## EXERCISE:
Word for word, transcribe the data below from the line with "all key spaces." to the line with "mod response;", keeping both of those lines.

[Saved entries]
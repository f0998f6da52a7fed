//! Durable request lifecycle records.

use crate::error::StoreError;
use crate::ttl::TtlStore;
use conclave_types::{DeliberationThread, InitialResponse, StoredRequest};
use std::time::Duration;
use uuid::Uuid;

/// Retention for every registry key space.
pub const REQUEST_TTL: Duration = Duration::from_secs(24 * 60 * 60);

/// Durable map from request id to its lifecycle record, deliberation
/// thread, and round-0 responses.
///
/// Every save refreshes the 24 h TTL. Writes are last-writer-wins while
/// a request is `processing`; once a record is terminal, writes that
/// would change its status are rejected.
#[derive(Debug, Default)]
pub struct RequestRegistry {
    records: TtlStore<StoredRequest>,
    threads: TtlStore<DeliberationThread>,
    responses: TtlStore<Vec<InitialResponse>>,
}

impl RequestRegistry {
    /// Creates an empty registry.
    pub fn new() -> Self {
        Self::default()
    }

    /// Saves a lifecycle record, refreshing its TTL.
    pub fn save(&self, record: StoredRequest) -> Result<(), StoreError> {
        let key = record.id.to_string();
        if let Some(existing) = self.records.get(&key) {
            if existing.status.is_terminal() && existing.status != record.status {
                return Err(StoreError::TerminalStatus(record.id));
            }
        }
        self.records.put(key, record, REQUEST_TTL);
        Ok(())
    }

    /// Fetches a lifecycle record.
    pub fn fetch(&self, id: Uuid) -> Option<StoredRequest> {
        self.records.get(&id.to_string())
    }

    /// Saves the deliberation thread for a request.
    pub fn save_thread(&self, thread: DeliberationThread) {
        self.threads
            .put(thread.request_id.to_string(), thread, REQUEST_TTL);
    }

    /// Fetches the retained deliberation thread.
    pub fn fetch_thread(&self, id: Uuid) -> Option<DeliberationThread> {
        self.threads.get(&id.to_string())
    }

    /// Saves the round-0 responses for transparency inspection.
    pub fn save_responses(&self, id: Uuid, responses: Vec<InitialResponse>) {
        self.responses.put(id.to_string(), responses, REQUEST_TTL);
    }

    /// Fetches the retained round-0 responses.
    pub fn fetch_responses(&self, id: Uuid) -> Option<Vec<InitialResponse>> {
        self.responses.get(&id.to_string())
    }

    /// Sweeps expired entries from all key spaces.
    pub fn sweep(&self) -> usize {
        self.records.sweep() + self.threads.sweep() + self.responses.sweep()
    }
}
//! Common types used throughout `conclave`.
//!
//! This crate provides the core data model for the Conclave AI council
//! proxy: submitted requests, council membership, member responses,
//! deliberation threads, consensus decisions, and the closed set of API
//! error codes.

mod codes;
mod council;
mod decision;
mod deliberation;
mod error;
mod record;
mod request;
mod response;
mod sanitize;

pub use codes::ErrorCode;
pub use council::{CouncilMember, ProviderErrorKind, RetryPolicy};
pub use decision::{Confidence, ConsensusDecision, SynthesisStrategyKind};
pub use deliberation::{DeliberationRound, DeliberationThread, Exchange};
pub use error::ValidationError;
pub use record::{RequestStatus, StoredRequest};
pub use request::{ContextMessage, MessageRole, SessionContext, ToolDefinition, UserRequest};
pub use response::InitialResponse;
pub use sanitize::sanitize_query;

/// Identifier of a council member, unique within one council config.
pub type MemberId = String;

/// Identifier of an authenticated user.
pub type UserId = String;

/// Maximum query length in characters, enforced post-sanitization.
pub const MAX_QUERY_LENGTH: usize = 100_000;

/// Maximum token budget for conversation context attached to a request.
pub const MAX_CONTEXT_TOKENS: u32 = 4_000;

---

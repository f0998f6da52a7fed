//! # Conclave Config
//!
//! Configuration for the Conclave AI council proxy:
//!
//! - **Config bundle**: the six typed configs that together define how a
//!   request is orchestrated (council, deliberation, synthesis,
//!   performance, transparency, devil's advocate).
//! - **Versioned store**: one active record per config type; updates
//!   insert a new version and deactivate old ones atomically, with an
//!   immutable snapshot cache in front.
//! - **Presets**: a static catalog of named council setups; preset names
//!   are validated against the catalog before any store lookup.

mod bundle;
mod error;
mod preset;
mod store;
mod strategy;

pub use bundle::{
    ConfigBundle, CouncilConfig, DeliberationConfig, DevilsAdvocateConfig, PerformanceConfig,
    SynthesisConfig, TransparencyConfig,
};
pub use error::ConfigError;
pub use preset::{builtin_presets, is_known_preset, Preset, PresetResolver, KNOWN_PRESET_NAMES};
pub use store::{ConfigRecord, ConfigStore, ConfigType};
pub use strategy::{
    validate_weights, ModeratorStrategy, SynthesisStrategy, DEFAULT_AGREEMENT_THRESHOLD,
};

--

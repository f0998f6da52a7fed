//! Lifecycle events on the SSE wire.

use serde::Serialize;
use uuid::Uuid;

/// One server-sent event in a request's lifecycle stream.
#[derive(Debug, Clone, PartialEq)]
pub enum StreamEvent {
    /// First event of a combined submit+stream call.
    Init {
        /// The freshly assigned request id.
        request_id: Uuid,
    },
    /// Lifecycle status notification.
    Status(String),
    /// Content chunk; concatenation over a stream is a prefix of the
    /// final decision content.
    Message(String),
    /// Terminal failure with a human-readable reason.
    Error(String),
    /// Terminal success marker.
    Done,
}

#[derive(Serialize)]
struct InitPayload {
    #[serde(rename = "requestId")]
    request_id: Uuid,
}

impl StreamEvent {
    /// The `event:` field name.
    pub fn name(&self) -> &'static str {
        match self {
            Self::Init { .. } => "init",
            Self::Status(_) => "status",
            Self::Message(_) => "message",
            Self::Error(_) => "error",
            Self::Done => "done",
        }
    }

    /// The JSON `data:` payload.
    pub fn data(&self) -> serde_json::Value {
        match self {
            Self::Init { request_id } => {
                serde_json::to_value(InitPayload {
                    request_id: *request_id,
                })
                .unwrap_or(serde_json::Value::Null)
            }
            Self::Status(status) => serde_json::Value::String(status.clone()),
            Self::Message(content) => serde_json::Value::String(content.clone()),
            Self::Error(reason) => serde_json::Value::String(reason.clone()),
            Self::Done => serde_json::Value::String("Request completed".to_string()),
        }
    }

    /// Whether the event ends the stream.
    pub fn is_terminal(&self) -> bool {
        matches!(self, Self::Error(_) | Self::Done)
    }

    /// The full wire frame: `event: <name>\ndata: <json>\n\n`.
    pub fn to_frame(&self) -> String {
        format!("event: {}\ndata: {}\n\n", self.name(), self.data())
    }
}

## ANSWER TO THIS TASK:
    /// Sweeps expired entries from all key spaces.
    pub fn sweep(&self) -> usize {
        self.records.sweep() + self.threads.sweep() + self.responses.sweep()
    }
}
//! Common types used throughout `conclave`.
//!
//! This crate provides the core data model for the Conclave AI council
//! proxy: submitted requests, council membership, member responses,
//! deliberation threads, consensus decisions, and the closed set of API
//! error codes.

mod codes;
mod council;
mod decision;
mod deliberation;
mod error;
mod record;
mod request;
mod response;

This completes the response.